津波や洪水、山崩れなどは、そうした危険のあるエリアに限られますが、地震は日本中ほぼどこでも起きえる災害です。津波などの災害も、その原因は地震がもとになっています。災害対策は地震対策が大きなウェイトを占めると言っても良いでしょう。いつ起きても不思議ではないと言われている大地震です。地震に強い建物にする等、考えられる対策を講じた先は、資産である住まいの損失を補うには保険に頼らざるを得ません。

地震保険の仕組み

地震保険では、地震、噴火またはこれらによる津波を原因とする損害(火災・損壊・埋没・流失)に対して保険金が支払われます。地震保険の概要は下記のとおりです。
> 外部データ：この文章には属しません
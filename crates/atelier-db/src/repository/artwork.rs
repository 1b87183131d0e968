//! # Artwork Repository
//!
//! Database operations for the catalog.
//!
//! ## Storage Shape
//! ```text
//! Artwork (domain)                 artworks (table)
//! ─────────────────                ─────────────────────────────
//! description.en           ──►     description_en
//! description.nl           ──►     description_nl
//! detail_images: Vec       ──►     detail_images  (JSON array text)
//! catalog order            ──►     position
//! ```
//!
//! The catalog is always read whole and in `position` order: filtering
//! happens in memory, never in SQL.

use sqlx::{FromRow, SqlitePool};
use tracing::debug;

use crate::error::{DbError, DbResult};
use atelier_core::{Artwork, LocalizedText};

const SELECT_COLUMNS: &str = r#"
    SELECT
        id, title, artist,
        description_en, description_nl,
        price_cents, sold, not_for_sale,
        main_image, detail_images,
        dimensions, material
    FROM artworks
"#;

/// One row of the `artworks` table.
#[derive(Debug, FromRow)]
struct ArtworkRow {
    id: i64,
    title: String,
    artist: String,
    description_en: String,
    description_nl: String,
    price_cents: Option<i64>,
    sold: bool,
    not_for_sale: bool,
    main_image: String,
    detail_images: String,
    dimensions: String,
    material: String,
}

impl TryFrom<ArtworkRow> for Artwork {
    type Error = DbError;

    fn try_from(row: ArtworkRow) -> Result<Self, Self::Error> {
        let detail_images: Vec<String> =
            serde_json::from_str(&row.detail_images).map_err(|e| DbError::Corrupt {
                entity: "Artwork".to_string(),
                id: row.id.to_string(),
                column: "detail_images".to_string(),
                reason: e.to_string(),
            })?;

        Ok(Artwork {
            id: row.id,
            title: row.title,
            artist: row.artist,
            description: LocalizedText {
                en: row.description_en,
                nl: row.description_nl,
            },
            price_cents: row.price_cents,
            sold: row.sold,
            not_for_sale: row.not_for_sale,
            main_image: row.main_image,
            detail_images,
            dimensions: row.dimensions,
            material: row.material,
        })
    }
}

/// Repository for catalog database operations.
///
/// ## Usage
/// ```rust,ignore
/// let repo = ArtworkRepository::new(pool);
///
/// let catalog = repo.list().await?;
/// let artwork = repo.get_by_id(3).await?;
/// ```
#[derive(Debug, Clone)]
pub struct ArtworkRepository {
    pool: SqlitePool,
}

impl ArtworkRepository {
    /// Creates a new ArtworkRepository.
    pub fn new(pool: SqlitePool) -> Self {
        ArtworkRepository { pool }
    }

    /// The whole catalog in display order.
    pub async fn list(&self) -> DbResult<Vec<Artwork>> {
        let rows: Vec<ArtworkRow> =
            sqlx::query_as(&format!("{} ORDER BY position, id", SELECT_COLUMNS))
                .fetch_all(&self.pool)
                .await?;

        debug!(count = rows.len(), "Loaded catalog from database");
        rows.into_iter().map(Artwork::try_from).collect()
    }

    /// Gets an artwork by its id.
    ///
    /// ## Returns
    /// * `Ok(Some(Artwork))` - Artwork found
    /// * `Ok(None)` - No artwork with this id
    pub async fn get_by_id(&self, id: i64) -> DbResult<Option<Artwork>> {
        let row: Option<ArtworkRow> = sqlx::query_as(&format!("{} WHERE id = ?1", SELECT_COLUMNS))
            .bind(id)
            .fetch_optional(&self.pool)
            .await?;

        row.map(Artwork::try_from).transpose()
    }

    /// Adds one artwork at the given catalog position.
    pub async fn insert(&self, artwork: &Artwork, position: i64) -> DbResult<()> {
        debug!(id = artwork.id, position, "Inserting artwork");
        insert_with(&self.pool, artwork, position).await
    }

    /// Replaces the whole catalog in one transaction, keeping slice order.
    ///
    /// Readers see either the old catalog or the new one, never a mix.
    pub async fn replace_all(&self, artworks: &[Artwork]) -> DbResult<()> {
        debug!(count = artworks.len(), "Replacing catalog");

        let mut tx = self.pool.begin().await?;

        sqlx::query("DELETE FROM artworks").execute(&mut *tx).await?;

        for (position, artwork) in artworks.iter().enumerate() {
            insert_with(&mut *tx, artwork, position as i64).await?;
        }

        tx.commit().await?;
        Ok(())
    }

    /// Number of catalogued works.
    pub async fn count(&self) -> DbResult<i64> {
        let count: i64 = sqlx::query_scalar("SELECT COUNT(*) FROM artworks")
            .fetch_one(&self.pool)
            .await?;

        Ok(count)
    }
}

async fn insert_with<'e, E>(executor: E, artwork: &Artwork, position: i64) -> DbResult<()>
where
    E: sqlx::Executor<'e, Database = sqlx::Sqlite>,
{
    let detail_images = serde_json::to_string(&artwork.detail_images)
        .map_err(|e| DbError::Internal(e.to_string()))?;

    sqlx::query(
        r#"
        INSERT INTO artworks (
            id, position, title, artist,
            description_en, description_nl,
            price_cents, sold, not_for_sale,
            main_image, detail_images,
            dimensions, material
        ) VALUES (
            ?1, ?2, ?3, ?4,
            ?5, ?6,
            ?7, ?8, ?9,
            ?10, ?11,
            ?12, ?13
        )
        "#,
    )
    .bind(artwork.id)
    .bind(position)
    .bind(&artwork.title)
    .bind(&artwork.artist)
    .bind(&artwork.description.en)
    .bind(&artwork.description.nl)
    .bind(artwork.price_cents)
    .bind(artwork.sold)
    .bind(artwork.not_for_sale)
    .bind(&artwork.main_image)
    .bind(detail_images)
    .bind(&artwork.dimensions)
    .bind(&artwork.material)
    .execute(executor)
    .await?;

    Ok(())
}

// =============================================================================
// Unit Tests
// =============================================================================

#[cfg(test)]
mod tests {
    use crate::{Database, DbConfig, DbError};
    use atelier_core::catalog::fallback_catalog;

    async fn db() -> Database {
        Database::new(DbConfig::in_memory()).await.unwrap()
    }

    #[tokio::test]
    async fn test_replace_all_round_trips_catalog_order() {
        let db = db().await;
        let mut catalog = fallback_catalog();
        catalog.reverse();

        db.artworks().replace_all(&catalog).await.unwrap();

        assert_eq!(db.artworks().count().await.unwrap(), 3);
        assert_eq!(db.artworks().list().await.unwrap(), catalog);
    }

    #[tokio::test]
    async fn test_get_by_id() {
        let db = db().await;
        db.artworks().replace_all(&fallback_catalog()).await.unwrap();

        let artwork = db.artworks().get_by_id(1).await.unwrap().unwrap();
        assert_eq!(artwork.detail_images.len(), 2);
        assert_eq!(artwork.price_cents, Some(15000));

        let unpriced = db.artworks().get_by_id(2).await.unwrap().unwrap();
        assert_eq!(unpriced.price_cents, None);
        assert!(unpriced.not_for_sale);

        assert!(db.artworks().get_by_id(42).await.unwrap().is_none());
    }

    #[tokio::test]
    async fn test_duplicate_id_is_rejected() {
        let db = db().await;
        let catalog = fallback_catalog();
        db.artworks().insert(&catalog[0], 0).await.unwrap();

        let err = db.artworks().insert(&catalog[0], 1).await.unwrap_err();
        assert!(matches!(err, DbError::UniqueViolation { .. }));
    }

    #[tokio::test]
    async fn test_negative_price_violates_check() {
        let db = db().await;
        let mut artwork = fallback_catalog().remove(0);
        artwork.price_cents = Some(-100);

        let err = db.artworks().insert(&artwork, 0).await.unwrap_err();
        assert!(matches!(err, DbError::ConstraintViolation(_)));
    }

    #[tokio::test]
    async fn test_failed_replace_keeps_previous_catalog() {
        let db = db().await;
        let catalog = fallback_catalog();
        db.artworks().replace_all(&catalog).await.unwrap();

        let mut broken = fallback_catalog();
        broken[1].id = broken[0].id;
        assert!(db.artworks().replace_all(&broken).await.is_err());

        assert_eq!(db.artworks().list().await.unwrap(), catalog);
    }

    #[tokio::test]
    async fn test_corrupt_detail_images() {
        let db = db().await;
        db.artworks().replace_all(&fallback_catalog()).await.unwrap();
        sqlx::query("UPDATE artworks SET detail_images = 'not json' WHERE id = 3")
            .execute(db.pool())
            .await
            .unwrap();

        let err = db.artworks().list().await.unwrap_err();
        assert!(matches!(err, DbError::Corrupt { .. }));
    }
}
一定規模を超える支払い保険金が発生したら、保険金の一部を政府が負担

地震保険は民間の損害保険会社と契約します。そのために他の保険同様、民間の保険と思っている方もあると思いますが、地震保険は「地震保険に関する法律」に基づいて、政府と民間の損保が共同して運営している保険なのです。地震は被害が広域に渡り、かつ大規模になります。一旦保険金支払い対象となる災害が発生すれば、支払われる金額も膨大なものになります。損害保険会社にとっては、地震保険はリスクの大きい保険です。しかし保険金の支払いができなくなったり、保険会社が破綻したりしては困ります。地震国の日本では地震保険は重要な保険ですので、政府と共同で運営する法律が制定されました。

地震を原因とする火災には火災保険は支払われない!

注意が必要な点は、火災保険では地震を原因とする火災による損害や、地震により延焼・ 拡大した損害は補償されないことです。地震国である日本は、地震が原因の火災も少なくありません。阪神淡路大震災では、火災で多くの建物が消失しました。火災保険に加入していても地震保険に未加入の場合は補償の対象外となってしまいます。

地震保険の対象は居住用の建物と家財

工場、事務所専用の建物など住居として使用されない建物、1個または1組の価額が30万円を超える貴金属・宝石・骨とう、通貨、有価証券(小切手、株券、商品券等)、預貯金証書、印紙、切手、自動車等は地震保険の対象外となります。建物は5,000万円、家財は1,000万円が限度です。火災保険の保険金額の30%~50%の範囲内で地震保険の保険金額を決めることが可能です。

地震保険は、火災保険への加入が前提

地震保険は、火災保険への加入が前提となっています。ただし、すでに火災保険を契約されている場合は、契約期間の中途からでも地震保険に加入できます。

地震保険の補償概要と保険料

地震の発生度合いや被害の程度は、地域、建物種別、築年数等によってリスクの度合いが異なりますので、それに応じて保険料には違いが生まれます。下記の一連の表は財務省の「地震保険制度の概要」をもとに作成したものです。

  • 地震保険の基準

建物や家財の被害程度に応じた保険金の支払いは下記のとおりです。保険料は2年~5年の長期契約とすると保険料が下図の係数の保険料となります。また建物が地震に強い建物である場合は保険料が割引になります。さらに保険料は地域や構造によっても異なります。地震保険契約100万円当たりの保険料は、日本損害保険協会によると下記のようになり、最も安い北海道と最も高い東京都ではかなりの違いがあるのが分かります。

イ構造(主として鉄筋コンクリート造)
北海道 740円
東京都 2,750円
ロ構造(主として木造)
北海道 1,230円
東京都 4,220円

  • 長期契約の保険料、保険金の支払い、地震保険の割引制度

2022年10月1日から地震保険料の改定

2022年10月から地震保険料の改定が行われる予定です。全国平均で保険料が0.7%引き下げられるそうです。「それであれば、それを待って地震保険に加入したほうが得策」と考える方もあるかと思いますが、そう簡単ではありません。全国平均では確かに引き下げられる予定ですが、反対に引き上げになる地域もあるのです。

今回の改定は住宅の性能が向上し、地震のリスクが低減したことによります。しかし地震の危険度は増すことはあっても、少なくなることは考えられません。実際東日本大震災以降、保険料は引き上げられ続けてきました。その中で、もともと保険料率が低く評価されてきた地域が今回引き上げの対象となる予定です。

長期保険契約の割引率の活用

また、保険契約を1年とせずに長期契約とした場合、保険料は割安となります。値下がり率によっては早めに長期契約したほうが、得策の場合もあります。

セットとなる火災保険料の値上がり

予定されている火災保険料の値上げが予定されています。同時に割安な10年契約が廃止される見込みです。火災保険も併せて、改定前後の保険料を比較してみましょう。

10月までに地震が起きないという保証はない

明日にも地震は起きるかもしれません。わずかな保険料の節約のためにリスクを増やすのは危険ではあります。